Transurethral resection of bladder tumor (TURBT) is a procedure often used to diagnose bladder cancer and determine if it has invaded the bladder wall muscle. TURBT is also the most common treatment for early-stage superficial cancers. The goal is to remove cancerous cells and tissues down to the bladder wall muscle layer.
During TURBT, the doctor inserts a thin, rigid cystoscope called a resectoscope through the urethra into the bladder. This allows the surgery to be done without abdominal incisions. The wire loop on the end of the resectoscope removes abnormal tissues or tumors, which are sent for testing. Additional steps like burning tissue or using a laser may ensure all cancer is destroyed.

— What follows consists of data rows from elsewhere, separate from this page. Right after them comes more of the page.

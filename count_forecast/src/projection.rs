//! Future projection from the selected, already-fitted model

use crate::error::{ForecastError, Result};
use crate::selection::SelectionResult;
use serde::Serialize;

/// Values within this relative distance count as the same forecast
const PREFIX_TOLERANCE: f64 = 1e-9;

/// One projected year
#[derive(Debug, Clone, Copy, PartialEq, Serialize)]
pub struct ProjectedPoint {
    /// Calendar year
    pub year: i32,
    /// Point forecast
    pub value: f64,
    /// Lower prediction bound, when intervals were requested
    pub lower: Option<f64>,
    /// Upper prediction bound, when intervals were requested
    pub upper: Option<f64>,
}

/// Forecast path of the selected model after the training window
#[derive(Debug, Clone, PartialEq, Serialize)]
pub struct Projection {
    /// Model that produced the values
    pub model_name: String,
    /// Years after the training window, in order
    pub points: Vec<ProjectedPoint>,
    /// Leading points that were scored during validation
    pub validation_len: usize,
}

impl Projection {
    /// Point forecasts in year order
    pub fn values(&self) -> Vec<f64> {
        self.points.iter().map(|p| p.value).collect()
    }

    /// Years in order
    pub fn years(&self) -> Vec<i32> {
        self.points.iter().map(|p| p.year).collect()
    }

    /// Points beyond the validation years
    pub fn future(&self) -> &[ProjectedPoint] {
        &self.points[self.validation_len.min(self.points.len())..]
    }
}

/// Slices the validation forecast of the selected model into a projection
#[derive(Debug, Clone, Copy, Default)]
pub struct ProjectionEngine {
    /// Interval level used if the model has to forecast again
    interval_level: Option<f64>,
}

impl ProjectionEngine {
    /// Create an engine; `interval_level` should match the validation run
    pub fn new(interval_level: Option<f64>) -> Self {
        Self { interval_level }
    }

    /// Project `horizon_steps` years starting right after `last_training_year`.
    ///
    /// Steps already forecast during validation are reused as they are.
    /// Longer horizons ask the fitted model again and require the new
    /// forecast to agree with the validated prefix.
    pub fn project(
        &self,
        selection: &SelectionResult,
        last_training_year: i32,
        horizon_steps: usize,
    ) -> Result<Projection> {
        let chosen = &selection.chosen;
        let stored = &chosen.forecast;
        let validation_len = chosen.score.records.len();

        let forecast = if horizon_steps <= stored.horizons() {
            stored.prefix(horizon_steps)?
        } else {
            tracing::debug!(
                stored = stored.horizons(),
                requested = horizon_steps,
                "extending validation forecast"
            );
            let longer = match self.interval_level {
                Some(level) => chosen.fitted.forecast_with_intervals(horizon_steps, level)?,
                None => chosen.fitted.forecast(horizon_steps)?,
            };
            check_prefix(stored.values(), longer.values())?;
            longer
        };

        let intervals = forecast.intervals();
        let points = forecast
            .values()
            .iter()
            .enumerate()
            .map(|(i, &value)| ProjectedPoint {
                year: last_training_year + i as i32 + 1,
                value,
                lower: intervals.map(|iv| iv[i].0),
                upper: intervals.map(|iv| iv[i].1),
            })
            .collect();

        Ok(Projection {
            model_name: chosen.name.clone(),
            points,
            validation_len,
        })
    }
}

fn check_prefix(validated: &[f64], longer: &[f64]) -> Result<()> {
    for (step, (a, b)) in validated.iter().zip(longer).enumerate() {
        if (a - b).abs() > PREFIX_TOLERANCE * a.abs().max(1.0) {
            return Err(ForecastError::ForecastingError(format!(
                "Extended forecast disagrees with the validated forecast at step {}: {} vs {}",
                step + 1,
                b,
                a
            )));
        }
    }
    Ok(())
}

#[cfg(test)]
mod tests {
    use super::*;
    use crate::data::{GroundTruthTable, TimeSeries};
    use crate::models::exponential_smoothing::HoltWinters;
    use crate::models::ModelVariant;
    use crate::selection::ModelSelector;
    use crate::validation::ValidationEngine;

    fn selection(horizon: usize, level: Option<f64>) -> SelectionResult {
        let training = TimeSeries::from_pairs(
            "x",
            (0..24).map(|t| (1990 + t, 50.0 + t as f64 + [2.0, -2.0, 1.0, -1.0][t as usize % 4])),
        )
        .unwrap();
        let truth = GroundTruthTable::from_pairs(vec![(2014, 76.0), (2015, 73.0)]).unwrap();
        let report = ValidationEngine::new(
            vec![ModelVariant::ExponentialSmoothing(HoltWinters::new(4).unwrap())],
            horizon,
        )
        .with_interval_level(level)
        .validate(&training, &truth, &[2014, 2015])
        .unwrap();
        ModelSelector::new().select(&report).unwrap()
    }

    #[test]
    fn test_validation_length_returns_validation_forecast() {
        let selection = selection(2, None);
        let projection = ProjectionEngine::new(None).project(&selection, 2013, 2).unwrap();
        let validated: Vec<f64> = selection
            .chosen_score()
            .records
            .iter()
            .map(|r| r.predicted)
            .collect();
        assert_eq!(projection.values(), validated);
        assert!(projection.future().is_empty());
    }

    #[test]
    fn test_years_follow_training_window() {
        let projection = ProjectionEngine::new(None)
            .project(&selection(6, None), 2013, 6)
            .unwrap();
        assert_eq!(projection.years(), (2014..2020).collect::<Vec<_>>());
        assert_eq!(projection.future().len(), 4);
    }

    #[test]
    fn test_longer_horizon_extends_without_refit() {
        let selection = selection(2, Some(0.8));
        let short = ProjectionEngine::new(Some(0.8)).project(&selection, 2013, 2).unwrap();
        let long = ProjectionEngine::new(Some(0.8)).project(&selection, 2013, 5).unwrap();
        assert_eq!(long.points.len(), 5);
        assert_eq!(&long.values()[..2], short.values().as_slice());
        assert!(long.points.iter().all(|p| p.lower.is_some() && p.upper.is_some()));
    }
}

Possible side effects of TURBT are generally mild, like bleeding and painful urination after surgery. Patients can usually go home the same or the next day and resume normal activities within 1-2 weeks. However, bladder cancer often recurs and may require repeated TURBTs. This can scar the bladder, leading to side effects like frequent urination or incontinence. For some patients with recurring non-invasive tumors, the doctor may just burn small tumors found during exams rather than removing them.
Cystectomy involves a partial or complete removal of the bladder. This is done when the cancer is severe.
If the cancer has invaded the bladder muscle layer but is small and localized, it may be removed along with part of the bladder wall without total bladder removal. The bladder wall is then stitched closed and nearby lymph nodes are removed to check for cancer spread. This surgery allows bladder preservation but may reduce bladder capacity, requiring more frequent urination; the main drawback is bladder cancer may still recur in the remaining bladder wall.
If the cancer is larger or in multiple areas of the bladder, a radical cystectomy will be needed to remove the entire bladder and nearby lymph nodes. In men, the prostate and seminal vesicles are also removed, while in women the ovaries, fallopian tubes, uterus, cervix, and part of the vagina are removed. Cystectomy is usually done through an incision in the abdomen, requiring a week-long hospital stay and several weeks of recovery before normal activities can be resumed.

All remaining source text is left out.